**TASK OBJECTIVE**
From the first line to the last, please write out the data exactly.

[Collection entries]

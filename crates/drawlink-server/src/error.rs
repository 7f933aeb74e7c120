use axum::{
    extract::rejection::JsonRejection,
    http::StatusCode,
    response::{IntoResponse, Response},
    Json,
};
use drawlink_core::{SlugError, StoreError};
use serde_json::json;
use thiserror::Error;

/// Application error type
#[derive(Error, Debug)]
pub enum AppError {
    #[error("{0}")]
    BadRequest(String),

    #[error("{0}")]
    NotFound(String),

    #[error("{0}")]
    Conflict(String),

    #[error("{0}")]
    PayloadTooLarge(String),

    #[error("Storage unavailable: {0}")]
    Unavailable(String),
}

impl IntoResponse for AppError {
    fn into_response(self) -> Response {
        let (status, message) = match &self {
            AppError::BadRequest(msg) => (StatusCode::BAD_REQUEST, msg.as_str()),
            AppError::NotFound(msg) => (StatusCode::NOT_FOUND, msg.as_str()),
            AppError::Conflict(msg) => (StatusCode::CONFLICT, msg.as_str()),
            AppError::PayloadTooLarge(msg) => (StatusCode::PAYLOAD_TOO_LARGE, msg.as_str()),
            AppError::Unavailable(detail) => {
                tracing::error!("Store error: {}", detail);
                (StatusCode::SERVICE_UNAVAILABLE, "Storage is temporarily unavailable")
            }
        };

        let body = Json(json!({
            "error": message
        }));

        (status, body).into_response()
    }
}

impl From<StoreError> for AppError {
    fn from(err: StoreError) -> Self {
        match err {
            StoreError::NotFound(_) => AppError::NotFound("Drawing not found".to_string()),
            StoreError::SlugConflict(_) => AppError::Conflict("Slug already exists".to_string()),
            StoreError::StaleVersion { .. } => AppError::Conflict(err.to_string()),
            StoreError::Unavailable(detail) => AppError::Unavailable(detail),
        }
    }
}

impl From<SlugError> for AppError {
    fn from(err: SlugError) -> Self {
        AppError::BadRequest(err.to_string())
    }
}

impl From<JsonRejection> for AppError {
    fn from(rejection: JsonRejection) -> Self {
        AppError::BadRequest(rejection.body_text())
    }
}

#[cfg(test)]
mod tests {
    use super::*;
    use axum::body::to_bytes;

    async fn body_of(err: AppError) -> (StatusCode, serde_json::Value) {
        let response = err.into_response();
        let status = response.status();
        let bytes = to_bytes(response.into_body(), usize::MAX).await.unwrap();
        (status, serde_json::from_slice(&bytes).unwrap())
    }

    #[tokio::test]
    async fn test_store_details_are_hidden() {
        let err: AppError =
            StoreError::Unavailable("password authentication failed for user postgres".into()).into();
        let (status, body) = body_of(err).await;
        assert_eq!(status, StatusCode::SERVICE_UNAVAILABLE);
        assert_eq!(body["error"], "Storage is temporarily unavailable");
    }

    #[tokio::test]
    async fn test_status_mapping() {
        let (status, body) = body_of(StoreError::SlugConflict("plan".into()).into()).await;
        assert_eq!(status, StatusCode::CONFLICT);
        assert_eq!(body["error"], "Slug already exists");

        let (status, _) = body_of(StoreError::NotFound("drawing `plan`".into()).into()).await;
        assert_eq!(status, StatusCode::NOT_FOUND);

        let stale = StoreError::StaleVersion {
            slug: "plan".into(),
            expected: 1,
            actual: 2,
        };
        let (status, _) = body_of(stale.into()).await;
        assert_eq!(status, StatusCode::CONFLICT);
    }
}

**FINISHED TASK**
filename crates/drawlink-server/src/error.rs
repository 7f933aeb74e7c120
use axum::{
    extract::rejection::JsonRejection,
    http::StatusCode,
    response::{IntoResponse, Response},
    Json,
};
use drawlink_core::{SlugError, StoreError};
use serde_json::json;
use thiserror::Error;

/// Application error type
#[derive(Error, Debug)]
pub enum AppError {
    #[error("{0}")]
    BadRequest(String),

    #[error("{0}")]
    NotFound(String),

    #[error("{0}")]
    Conflict(String),

    #[error("{0}")]
    PayloadTooLarge(String),

    #[error("Storage unavailable: {0}")]
    Unavailable(String),
}

impl IntoResponse for AppError {
    fn into_response(self) -> Response {
        let (status, message) = match &self {
            AppError::BadRequest(msg) => (StatusCode::BAD_REQUEST, msg.as_str()),
            AppError::NotFound(msg) => (StatusCode::NOT_FOUND, msg.as_str()),
            AppError::Conflict(msg) => (StatusCode::CONFLICT, msg.as_str()),
            AppError::PayloadTooLarge(msg) => (StatusCode::PAYLOAD_TOO_LARGE, msg.as_str()),
            AppError::Unavailable(detail) => {
                tracing::error!("Store error: {}", detail);
                (StatusCode::SERVICE_UNAVAILABLE, "Storage is temporarily unavailable")
            }
        };

        let body = Json(json!({
            "error": message
        }));

        (status, body).into_response()
    }
}

impl From<StoreError> for AppError {
    fn from(err: StoreError) -> Self {
        match err {
            StoreError::NotFound(_) => AppError::NotFound("Drawing not found".to_string()),
            StoreError::SlugConflict(_) => AppError::Conflict("Slug already exists".to_string()),
            StoreError::StaleVersion { .. } => AppError::Conflict(err.to_string()),
            StoreError::Unavailable(detail) => AppError::Unavailable(detail),
        }
    }
}

impl From<SlugError> for AppError {
    fn from(err: SlugError) -> Self {
        AppError::BadRequest(err.to_string())
    }
}

impl From<JsonRejection> for AppError {
    fn from(rejection: JsonRejection) -> Self {
        AppError::BadRequest(rejection.body_text())
    }
}

#[cfg(test)]
mod tests {
    use super::*;
    use axum::body::to_bytes;

    async fn body_of(err: AppError) -> (StatusCode, serde_json::Value) {
        let response = err.into_response();
        let status = response.status();
        let bytes = to_bytes(response.into_body(), usize::MAX).await.unwrap();
        (status, serde_json::from_slice(&bytes).unwrap())
    }

    #[tokio::test]
    async fn test_store_details_are_hidden() {
        let err: AppError =
            StoreError::Unavailable("password authentication failed for user postgres".into()).into();
        let (status, body) = body_of(err).await;
        assert_eq!(status, StatusCode::SERVICE_UNAVAILABLE);
        assert_eq!(body["error"], "Storage is temporarily unavailable");
    }

    #[tokio::test]
    async fn test_status_mapping() {
        let (status, body) = body_of(StoreError::SlugConflict("plan".into()).into()).await;
        assert_eq!(status, StatusCode::CONFLICT);
        assert_eq!(body["error"], "Slug already exists");

        let (status, _) = body_of(StoreError::NotFound("drawing `plan`".into()).into()).await;
        assert_eq!(status, StatusCode::NOT_FOUND);

        let stale = StoreError::StaleVersion {
            slug: "plan".into(),
            expected: 1,
            actual: 2,
        };
        let (status, _) = body_of(stale.into()).await;
        assert_eq!(status, StatusCode::CONFLICT);
    }
}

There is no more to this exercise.